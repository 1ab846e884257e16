/// Handler Module Index
///
/// One module per resource. Handlers stay thin: extract, delegate to `BlogService`
/// (or a storage/cache seam), and shape the response. Failures travel as `AppError`.
pub mod categories;
pub mod health;
pub mod post_types;
pub mod posts;
pub mod users;

use crate::error::{AppError, AppResult};

/// parse_id
///
/// Path ids arrive as raw strings so that a malformed id answers 400 with the usual
/// JSON error body instead of the framework's plain-text rejection.
pub fn parse_id(raw: &str) -> AppResult<i32> {
    raw.trim()
        .parse::<i32>()
        .ok()
        .filter(|id| *id > 0)
        .ok_or_else(|| AppError::validation(format!("Invalid id: {}", raw)))
}

#[cfg(test)]
mod tests {
    use super::parse_id;

    #[test]
    fn parse_id_accepts_positive_integers_only() {
        assert_eq!(parse_id("42").unwrap(), 42);
        assert!(parse_id("0").is_err());
        assert!(parse_id("-3").is_err());
        assert!(parse_id("abc").is_err());
        assert!(parse_id("").is_err());
    }
}
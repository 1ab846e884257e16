use crate::{
    AppState,
    handlers::{posts, users},
};
use axum::{
    Router,
    extract::DefaultBodyLimit,
    routing::{get, post, put},
};

/// Upper bound for a single image upload.
const MAX_IMAGE_BYTES: usize = 10 * 1024 * 1024;

/// Authenticated Router Module
///
/// Every handler here receives a validated `AuthUser`, resolved from the Bearer
/// header or the refresh cookie. Ownership rules (post edits) are enforced in
/// `BlogService`.
pub fn authenticated_routes() -> Router<AppState> {
    Router::<AppState>::new()
        .route("/users/me", get(users::get_me))
        .route("/posts", post(posts::create_post))
        // Author or admin only.
        .route("/posts/{id}", put(posts::update_post))
        .route(
            "/posts/images",
            post(posts::upload_image).layer(DefaultBodyLimit::max(MAX_IMAGE_BYTES)),
        )
}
++++++++
Exercise details:
Copy the entries above exactly, leaving none out.

Answer to the exercise:
repository 1ab846e884257e16
/// Handler Module Index
///
/// One module per resource. Handlers stay thin: extract, delegate to `BlogService`
/// (or a storage/cache seam), and shape the response. Failures travel as `AppError`.
pub mod categories;
pub mod health;
pub mod post_types;
pub mod posts;
pub mod users;

use crate::error::{AppError, AppResult};

/// parse_id
///
/// Path ids arrive as raw strings so that a malformed id answers 400 with the usual
/// JSON error body instead of the framework's plain-text rejection.
pub fn parse_id(raw: &str) -> AppResult<i32> {
    raw.trim()
        .parse::<i32>()
        .ok()
        .filter(|id| *id > 0)
        .ok_or_else(|| AppError::validation(format!("Invalid id: {}", raw)))
}

#[cfg(test)]
mod tests {
    use super::parse_id;

    #[test]
    fn parse_id_accepts_positive_integers_only() {
        assert_eq!(parse_id("42").unwrap(), 42);
        assert!(parse_id("0").is_err());
        assert!(parse_id("-3").is_err());
        assert!(parse_id("abc").is_err());
        assert!(parse_id("").is_err());
    }
}
repository 1ab846e884257e16
use crate::{
    AppState,
    handlers::{posts, users},
};
use axum::{
    Router,
    extract::DefaultBodyLimit,
    routing::{get, post, put},
};

/// Upper bound for a single image upload.
const MAX_IMAGE_BYTES: usize = 10 * 1024 * 1024;

/// Authenticated Router Module
///
/// Every handler here receives a validated `AuthUser`, resolved from the Bearer
/// header or the refresh cookie. Ownership rules (post edits) are enforced in
/// `BlogService`.
pub fn authenticated_routes() -> Router<AppState> {
    Router::<AppState>::new()
        .route("/users/me", get(users::get_me))
        .route("/posts", post(posts::create_post))
        // Author or admin only.
        .route("/posts/{id}", put(posts::update_post))
        .route(
            "/posts/images",
            post(posts::upload_image).layer(DefaultBodyLimit::max(MAX_IMAGE_BYTES)),
        )
}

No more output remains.